Приступили к осмотру топора, которым была убита старуха.

- Это не мой топор, - заявил подсудимый.

- Чей же?

- Не могу знать... У меня не было топора...

- Крестьянин одного дня не может обойтись без топора. И ваш сосед, Иван Тимофеич, с которым вы починяли сани, показал, что это именно ваш топор...

- Не могу знать, а только я, как перед богом (Харламов протянул вперед себя руку и растопырил пальцы)... как перед истинным создателем. И время того не помню, чтобы у меня свой топор был. Был у меня такой же, словно как будто поменьше, да сын потерял, Прохор. Года за два перед тем, как ему на службу идтить, поехал за дровами, загулял с ребятами и потерял...

- Хорошо, садитесь!

Это систематическое недоверие и нежелание слушать, вероятно, раздражили и обидели

Харламова. Он замигал глазами и на скулах его выступили красные пятна.

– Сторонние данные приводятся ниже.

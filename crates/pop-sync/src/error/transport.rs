// SPDX-License-Identifier: GPL-3.0

//! Transport error types.

use thiserror::Error;

/// Errors raised by a [`crate::Connection`] while managing storage subscriptions.
#[derive(Debug, Error)]
pub enum TransportError {
	/// The node rejected or failed the subscription request.
	#[error("Subscription `{method}` failed: {message}")]
	SubscriptionFailed {
		/// The subscribe method that failed.
		method: &'static str,
		/// The error message describing the failure.
		message: String,
	},
	/// A notification could not be interpreted.
	#[error("Invalid storage notification: {0}")]
	InvalidNotification(String),
	/// The subscription stream ended.
	#[error("Subscription closed by the node")]
	Closed,
}
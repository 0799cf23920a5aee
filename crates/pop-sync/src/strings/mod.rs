// SPDX-License-Identifier: GPL-3.0

//! Centralized string constants for the pop-sync crate.
//!
//! Pallet and storage item names, RPC method names, cache key prefixes and SQL statements live
//! here rather than being scattered across the codebase.

pub mod keys;
pub mod rpc;
pub mod storage;
pub mod store;
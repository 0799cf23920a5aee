// SPDX-License-Identifier: GPL-3.0

//! Balance records persisted by the domain handlers.

use crate::{
	strings::store::prefixes,
	types::{AccountId, ChainAssetId},
	values::{
		AccountData, AssetAccount, AssetAccountStatus, BalanceLock, EquilibriumLock, IdAmount,
		OrmlAccountData, OrmlBalanceLock,
	},
};
use serde::{Deserialize, Serialize};

/// How the transferable amount of a balance is derived.
#[derive(Clone, Copy, Debug, Default, PartialEq, Eq, Serialize, Deserialize)]
#[serde(rename_all = "camelCase")]
pub enum TransferableMode {
	/// `free - frozen`.
	#[default]
	Regular,
	/// `free - max(frozen - reserved, 0)`.
	Fungible,
}

/// Balance of an account for one chain asset.
#[derive(Clone, Debug, PartialEq, Eq, Serialize, Deserialize)]
#[serde(rename_all = "camelCase")]
pub struct AssetBalance {
	pub chain_asset_id: ChainAssetId,
	pub account_id: AccountId,
	pub free: u128,
	pub reserved: u128,
	pub frozen: u128,
	pub blocked: u128,
	pub transferable_mode: TransferableMode,
}

impl AssetBalance {
	/// A zero balance.
	pub fn empty(chain_asset_id: ChainAssetId, account_id: AccountId) -> Self {
		Self {
			chain_asset_id,
			account_id,
			free: 0,
			reserved: 0,
			frozen: 0,
			blocked: 0,
			transferable_mode: TransferableMode::Regular,
		}
	}

	/// Balance of a native token account.
	pub fn from_account_data(
		chain_asset_id: ChainAssetId,
		account_id: AccountId,
		data: &AccountData,
	) -> Self {
		let transferable_mode = if data.uses_new_logic() {
			TransferableMode::Fungible
		} else {
			TransferableMode::Regular
		};
		Self {
			chain_asset_id,
			account_id,
			free: data.free,
			reserved: data.reserved,
			frozen: data.locked(),
			blocked: 0,
			transferable_mode,
		}
	}

	/// Balance of an ORML token account.
	pub fn from_orml(chain_asset_id: ChainAssetId, account_id: AccountId, data: &OrmlAccountData) -> Self {
		Self {
			free: data.free,
			reserved: data.reserved,
			frozen: data.frozen,
			..Self::empty(chain_asset_id, account_id)
		}
	}

	/// Balance of a `pallet-assets` account. A frozen account or asset locks the whole balance.
	pub fn from_assets_account(
		chain_asset_id: ChainAssetId,
		account_id: AccountId,
		account: &AssetAccount,
		asset_frozen: bool,
	) -> Self {
		let frozen = account.status != AssetAccountStatus::Liquid || asset_frozen;
		let locked = if frozen { account.balance } else { 0 };
		Self {
			free: account.balance,
			frozen: locked,
			blocked: locked,
			..Self::empty(chain_asset_id, account_id)
		}
	}

	/// Amount that can be transferred.
	pub fn transferable(&self) -> u128 {
		let locked = match self.transferable_mode {
			TransferableMode::Regular => self.frozen,
			TransferableMode::Fungible => self.frozen.saturating_sub(self.reserved),
		};
		self.free.saturating_sub(locked.max(self.blocked))
	}

	/// Total balance of the account.
	pub fn total(&self) -> u128 {
		self.free.saturating_add(self.reserved)
	}

	/// Key the balance is persisted under.
	pub fn storage_key(chain_asset_id: &ChainAssetId, account_id: &AccountId) -> String {
		record_key(prefixes::ASSET_BALANCE, chain_asset_id, account_id)
	}
}

/// A balance lock.
#[derive(Clone, Debug, PartialEq, Eq, Serialize, Deserialize)]
pub struct AssetLock {
	/// Lock identifier, e.g. `staking ` or `democrac`.
	pub id: String,
	pub amount: u128,
}

impl AssetLock {
	pub fn storage_key(chain_asset_id: &ChainAssetId, account_id: &AccountId) -> String {
		record_key(prefixes::ASSET_LOCKS, chain_asset_id, account_id)
	}
}

impl From<&BalanceLock> for AssetLock {
	fn from(lock: &BalanceLock) -> Self {
		Self { id: lock_id(&lock.id), amount: lock.amount }
	}
}

impl From<&EquilibriumLock> for AssetLock {
	fn from(lock: &EquilibriumLock) -> Self {
		Self { id: lock_id(&lock.id), amount: lock.amount }
	}
}

impl From<&OrmlBalanceLock> for AssetLock {
	fn from(lock: &OrmlBalanceLock) -> Self {
		Self { id: lock_id(&lock.id), amount: lock.amount }
	}
}

/// An amount held or frozen for a runtime-defined reason.
#[derive(Clone, Debug, PartialEq, Eq, Serialize, Deserialize)]
pub struct AssetReason {
	/// `0x`-hex of the encoded reason.
	pub reason: String,
	pub amount: u128,
}

impl AssetReason {
	pub fn holds_key(chain_asset_id: &ChainAssetId, account_id: &AccountId) -> String {
		record_key(prefixes::ASSET_HOLDS, chain_asset_id, account_id)
	}

	pub fn freezes_key(chain_asset_id: &ChainAssetId, account_id: &AccountId) -> String {
		record_key(prefixes::ASSET_FREEZES, chain_asset_id, account_id)
	}
}

impl From<&IdAmount> for AssetReason {
	fn from(entry: &IdAmount) -> Self {
		Self { reason: format!("0x{}", hex::encode(&entry.id)), amount: entry.amount }
	}
}

fn record_key(prefix: &str, chain_asset_id: &ChainAssetId, account_id: &AccountId) -> String {
	format!("{prefix}:{chain_asset_id}:{account_id}")
}

fn lock_id(id: &[u8; 8]) -> String {
	String::from_utf8_lossy(id).trim_end_matches(['\0', ' ']).to_string()
}

#[cfg(test)]
mod tests {
	use super::*;
	use crate::values::{LockReasons, NEW_LOGIC_FLAG};

	fn chain_asset() -> ChainAssetId {
		ChainAssetId::new("polkadot".into(), 0)
	}

	#[test]
	fn fungible_balances_discount_reserved_from_frozen() {
		let data = AccountData { free: 100, reserved: 30, frozen: 50, flags: NEW_LOGIC_FLAG };
		let balance = AssetBalance::from_account_data(chain_asset(), AccountId::new(vec![1]), &data);
		assert_eq!(balance.transferable_mode, TransferableMode::Fungible);
		assert_eq!(balance.transferable(), 80);
		assert_eq!(balance.total(), 130);
	}

	#[test]
	fn regular_balances_subtract_frozen() {
		let data = AccountData { free: 100, reserved: 30, frozen: 20, flags: 50 };
		let balance = AssetBalance::from_account_data(chain_asset(), AccountId::new(vec![1]), &data);
		assert_eq!(balance.frozen, 50);
		assert_eq!(balance.transferable(), 50);
	}

	#[test]
	fn lock_ids_are_trimmed() {
		let lock = BalanceLock { id: *b"vesting\0", amount: 5, reasons: LockReasons::All };
		assert_eq!(AssetLock::from(&lock).id, "vesting");
	}

	#[test]
	fn balance_round_trips_through_json() {
		let balance = AssetBalance::empty(chain_asset(), AccountId::new(vec![1, 2]));
		let json = serde_json::to_vec(&balance).unwrap();
		assert_eq!(serde_json::from_slice::<AssetBalance>(&json).unwrap(), balance);
	}

	#[test]
	fn storage_keys_include_asset_and_account() {
		let key = AssetBalance::storage_key(&chain_asset(), &AccountId::new(vec![0xab]));
		assert_eq!(key, "asset-balance:polkadot-0:0xab");
	}
}
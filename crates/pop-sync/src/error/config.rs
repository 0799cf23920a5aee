// SPDX-License-Identifier: GPL-3.0

//! Configuration error types.

use thiserror::Error;

/// Errors that can occur when loading a [`crate::SyncConfig`].
#[derive(Debug, Error)]
pub enum ConfigError {
	/// IO error.
	#[error("IO error: {0}")]
	Io(#[from] std::io::Error),
	/// The configuration file is not valid TOML.
	#[error("Failed to parse configuration: {0}")]
	Parse(#[from] toml::de::Error),
}
// SPDX-License-Identifier: GPL-3.0

//! Persistence store error types.

use thiserror::Error;

/// Errors that can occur when interacting with a [`crate::PersistenceStore`].
#[derive(Debug, Error)]
pub enum StoreError {
	/// Database error.
	#[error("Database error: {0}")]
	Database(#[from] diesel::result::Error),
	/// Database connection error.
	#[error("Database connection error: {0}")]
	Connection(#[from] diesel::result::ConnectionError),
	/// Connection pool get error (wrapping bb8 RunError).
	#[error("Connection pool get error: {0}")]
	PoolGet(#[from] diesel_async::pooled_connection::bb8::RunError),
	/// Connection pool build error.
	#[error("Connection pool build error: {0}")]
	PoolBuild(#[from] diesel_async::pooled_connection::PoolError),
	/// IO error.
	#[error("IO error: {0}")]
	Io(#[from] std::io::Error),
}
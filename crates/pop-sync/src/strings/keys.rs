// SPDX-License-Identifier: GPL-3.0

//! Cache key prefixes, one per kind of remote subscription.

pub const BALANCES: &str = "balances";
pub const ASSET_BALANCE: &str = "asset-balance";
pub const STAKING: &str = "staking";
pub const PROXY: &str = "proxy";
pub const POOL_MEMBER: &str = "npools-member";
pub const POOL: &str = "npools-pool";
// SPDX-License-Identifier: GPL-3.0

//! Logical storage paths, independent of how a chain encodes them.

use crate::strings::storage::{items, pallets};
use serde::{Deserialize, Serialize};
use std::{borrow::Cow, fmt};

/// A `(module, item)` pair naming a storage entry.
#[derive(Clone, Debug, PartialEq, Eq, Hash, PartialOrd, Ord, Serialize, Deserialize)]
pub struct StoragePath {
	pub module: Cow<'static, str>,
	pub item: Cow<'static, str>,
}

impl StoragePath {
	/// A path known at compile time.
	pub const fn new(module: &'static str, item: &'static str) -> Self {
		Self { module: Cow::Borrowed(module), item: Cow::Borrowed(item) }
	}

	/// A path whose module name is only known at runtime, e.g. an instance of the assets pallet.
	pub fn dynamic(module: impl Into<String>, item: &'static str) -> Self {
		Self { module: Cow::Owned(module.into()), item: Cow::Borrowed(item) }
	}

	pub const SYSTEM_ACCOUNT: StoragePath = StoragePath::new(pallets::SYSTEM, items::ACCOUNT);
	pub const BALANCES_LOCKS: StoragePath = StoragePath::new(pallets::BALANCES, items::LOCKS);
	pub const BALANCES_HOLDS: StoragePath = StoragePath::new(pallets::BALANCES, items::HOLDS);
	pub const BALANCES_FREEZES: StoragePath = StoragePath::new(pallets::BALANCES, items::FREEZES);
	pub const ORML_ACCOUNTS: StoragePath = StoragePath::new(pallets::TOKENS, items::ACCOUNTS);
	pub const ORML_LOCKS: StoragePath = StoragePath::new(pallets::TOKENS, items::LOCKS);
	pub const EQUILIBRIUM_RESERVED: StoragePath =
		StoragePath::new(pallets::EQ_BALANCES, items::RESERVED);
	pub const EQUILIBRIUM_LOCKED: StoragePath = StoragePath::new(pallets::EQ_BALANCES, items::LOCKED);
	pub const STAKING_BONDED: StoragePath = StoragePath::new(pallets::STAKING, items::BONDED);
	pub const STAKING_LEDGER: StoragePath = StoragePath::new(pallets::STAKING, items::LEDGER);
	pub const STAKING_NOMINATORS: StoragePath =
		StoragePath::new(pallets::STAKING, items::NOMINATORS);
	pub const STAKING_VALIDATORS: StoragePath =
		StoragePath::new(pallets::STAKING, items::VALIDATORS);
	pub const STAKING_PAYEE: StoragePath = StoragePath::new(pallets::STAKING, items::PAYEE);
	pub const PROXY_PROXIES: StoragePath = StoragePath::new(pallets::PROXY, items::PROXIES);
	pub const POOL_MEMBERS: StoragePath =
		StoragePath::new(pallets::NOMINATION_POOLS, items::POOL_MEMBERS);
	pub const BONDED_POOLS: StoragePath =
		StoragePath::new(pallets::NOMINATION_POOLS, items::BONDED_POOLS);
	pub const REWARD_POOLS: StoragePath =
		StoragePath::new(pallets::NOMINATION_POOLS, items::REWARD_POOLS);
	pub const SUB_POOLS: StoragePath =
		StoragePath::new(pallets::NOMINATION_POOLS, items::SUB_POOLS_STORAGE);
	pub const MAX_POOL_MEMBERS_PER_POOL: StoragePath =
		StoragePath::new(pallets::NOMINATION_POOLS, items::MAX_POOL_MEMBERS_PER_POOL);
	/// Local path under which bag list nodes are stored whatever the pallet is called on chain.
	pub const DEFAULT_BAG_LIST_NODE: StoragePath =
		StoragePath::new(pallets::BAGS_LIST, items::LIST_NODES);

	/// `Account` entry of an assets pallet instance.
	pub fn assets_account(pallet: &str) -> Self {
		Self::dynamic(pallet, items::ACCOUNT)
	}

	/// `Asset` (details) entry of an assets pallet instance.
	pub fn assets_details(pallet: &str) -> Self {
		Self::dynamic(pallet, items::ASSET)
	}

	/// `ListNodes` entry of a bags list pallet deployed under `module`.
	pub fn bag_list_node(module: &str) -> Self {
		Self::dynamic(module, items::LIST_NODES)
	}
}

impl fmt::Display for StoragePath {
	fn fmt(&self, f: &mut fmt::Formatter<'_>) -> fmt::Result {
		write!(f, "{}.{}", self.module, self.item)
	}
}

#[cfg(test)]
mod tests {
	use super::*;

	#[test]
	fn dynamic_paths_equal_static_ones() {
		assert_eq!(StoragePath::assets_account("System"), StoragePath::SYSTEM_ACCOUNT);
		assert_eq!(StoragePath::bag_list_node("BagsList"), StoragePath::DEFAULT_BAG_LIST_NODE);
	}

	#[test]
	fn displays_module_and_item() {
		assert_eq!(StoragePath::BALANCES_LOCKS.to_string(), "Balances.Locks");
	}
}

- Как перед богом! - продолжал он, вытягивая шею. - Ежели не верите, то извольте сына Прохора спросить. Прошка, где топор? - вдруг спросил он грубым голосом, резко повернувшись к конвойному. - Где?

Это было тяжелое мгновение! Все как будто присели или стали ниже... Во всех головах, сколько их было в суде, молнией блеснула одна и та же страшная, невозможная мысль, мысль о могущей быть роковой случайности, и ни один человек не рискнул и не посмел взглянуть на лицо солдата. Всякий хотел не верить своей мысли и думал, что он ослышался.